The riot in Ephesus (Acts 19:23-41) is an important story in the developing plot-line of Acts, although Paul is not really a part of the story. We are told that the silversmiths fear the rise of Christianity in Ephesus, Paul’s companions are arrested, and the city manager calms the crowd. The reader does not know what happens to Paul during and after the riot.

Great is Artemis

For this reason, some speculate Paul was arrested and imprisoned in Ephesus, a time reflected in 1 Cor 15:32, “if I fought the wild beasts in Ephesus…” The implication is Paul was forced into some sort of gladiatorial punishment, although the text may refer to his opponents rather than literal animals. If Paul was in prison in Ephesus, then he may very well have written Philippians, Colossians and Philemon while under arrest, rather than from Rome. As a Roman citizen, it is doubtful Paul would have been sent into the gladiatorial games, and if he had, it is even less likely he would have survived. Although Paul’s imprisonment in Ephesus is an argument from silence and not particularly persuasive, it does solve some problems with those books.

The main point of the riot in Ephesus is that that Christianity has made such an impact on the culture of Ephesus that the culture begins to “fight back.” At the end of this attack on Paul’s mission in Ephesus, the city official concludes what Paul preaches is not against Rome nor is it illegal according to Roman Law. This seems to be a major sub-text in the book of Acts. Luke wants to inform us the Romans found Christianity compatible with Roman Law.

A second problem addressed by this section of Acts is the “parting of the ways.” When did Christianity become distinct from Judaism? As far as the Romans are concerned in Acts 19, Christianity is still the same thing as Judaism. In Acts 18 the Jews in Corinth argued that Paul was not one of them. In the riot at Ephesus the crowds do not make a distinction between Alexander (a Jew) and the Christians. At this point in the development of Christianity, any decision about the Christians may have had an indirect impact on the Jewish community.

Perhaps the most important theme of this incident is the fact Christianity challenged the greatest pagan cult in the ancient world and was seen as a serious threat to that cult. I think that this is the challenge of the story: how has contemporary Christianity impacted culture?

The answer is (sadly) either “not at all” or as something which secular society mocks and then promptly ignores.

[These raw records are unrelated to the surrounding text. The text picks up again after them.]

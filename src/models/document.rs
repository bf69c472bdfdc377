//! 文档引用
//!
//! 由处理服务在上传或批量拉取后签发，创建后不再修改

use serde::{Deserialize, Serialize};

use crate::models::prompt::PromptDefaults;

/// 文档引用
#[derive(Debug, Clone, PartialEq, Eq, Serialize, Deserialize)]
pub struct DocumentReference {
    /// 服务端签发的文档 ID（不透明）
    pub id: String,
    /// 显示名称（含扩展名）
    pub name: String,
    /// 总页数
    pub page_count: u32,
    /// 去掉扩展名的文件名，批量模式下用于标记结果行
    pub stem: String,
}

impl DocumentReference {
    /// 创建新的文档引用，自动计算 stem
    pub fn new(id: impl Into<String>, name: impl Into<String>, page_count: u32) -> Self {
        let name = name.into();
        let stem = name_stem(&name);
        Self {
            id: id.into(),
            name,
            page_count,
            stem,
        }
    }
}

/// 取文件名主干（去掉目录和最后一个扩展名）
///
/// 以 `.` 开头且没有其他点的文件名（如 `.env`）视为没有扩展名。
pub fn name_stem(name: &str) -> String {
    let file_name = name.rsplit(['/', '\\']).next().unwrap_or(name);
    match file_name.rsplit_once('.') {
        Some((stem, _)) if !stem.is_empty() => stem.to_string(),
        _ => file_name.to_string(),
    }
}

/// 从远程存储拉取文档的位置参数
#[derive(Debug, Clone, Default, PartialEq, Eq, Serialize, Deserialize)]
pub struct BootstrapParams {
    #[serde(default, skip_serializing_if = "Option::is_none")]
    pub site_url: Option<String>,
    /// 远程文件夹路径
    pub folder: String,
    /// 只拉取这些文件；为空时拉取整个文件夹
    #[serde(default)]
    pub files: Vec<String>,
    #[serde(default, skip_serializing_if = "Option::is_none")]
    pub context_id: Option<String>,
}

/// 远程拉取结果
#[derive(Debug, Clone, Default)]
pub struct BootstrapResult {
    pub documents: Vec<DocumentReference>,
    pub prompt_defaults: Option<PromptDefaults>,
}
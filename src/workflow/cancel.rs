use std::sync::atomic::{AtomicBool, Ordering};
use std::sync::Arc;

/// 取消标记
///
/// 在每次提交页面和开始每个文档之前检查；正在进行的请求不会被打断
#[derive(Debug, Clone, Default)]
pub struct CancelFlag {
    cancelled: Arc<AtomicBool>,
}

impl CancelFlag {
    pub fn new() -> Self {
        Self::default()
    }

    pub fn cancel(&self) {
        self.cancelled.store(true, Ordering::SeqCst);
    }

    pub fn is_cancelled(&self) -> bool {
        self.cancelled.load(Ordering::SeqCst)
    }
}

9 thoughts on “Acts 19:23-41 – The Riot in Ephesus

  1. The riot in Ephesus, was undoubtably related to Christians presenting a challenge to the pagan culture of Ephesus, which I believe we as Christians now a days should present a similar challenge to our secular culture. The fact of the matter is that the people living in Ephesus were directly effected by the worship of their God’s and their temple. Consequently, these people were worried that Paul and his accusations about their God not being real was indeed going to endanger trade, the temple, and the divinity of Artemis (Acts 19:37). Furthermore it is easy to see how discrediting their God would have indeed effected numerous aspects of their life. Due to these accusations against these peoples God, a mob began to form and shout, “Great is Artemis” (Acts 19:28). Paul however did not back down from these accusations but instead, “Paul wanted to appear before the crowd” (Acts 19:30). So though the rejection of the Ephesus culture and their God’s was single handily the cause of the riot, Paul was not afraid to stand against them. This type of cultural impact is something that we as modern day Christians should seek to model. This is because like the post says, “Christianity has made such an impact on the culture of Ephesus that the culture attempts to fight back,” so the actions of these Christians should encourage us to make a similar cultural impact today. This is something that we should not fear but instead be confident in God that if we provoke our culture by speaking his word, he will in turn protect us, as he did the Christians in Ephesus. I too believe that Christianity has become stagnant and somewhat of a joke in our culture today. I think this can be attributed to the modern Christian not speaking or taking a stance against what is wrong, as the Christians did in Ephesus.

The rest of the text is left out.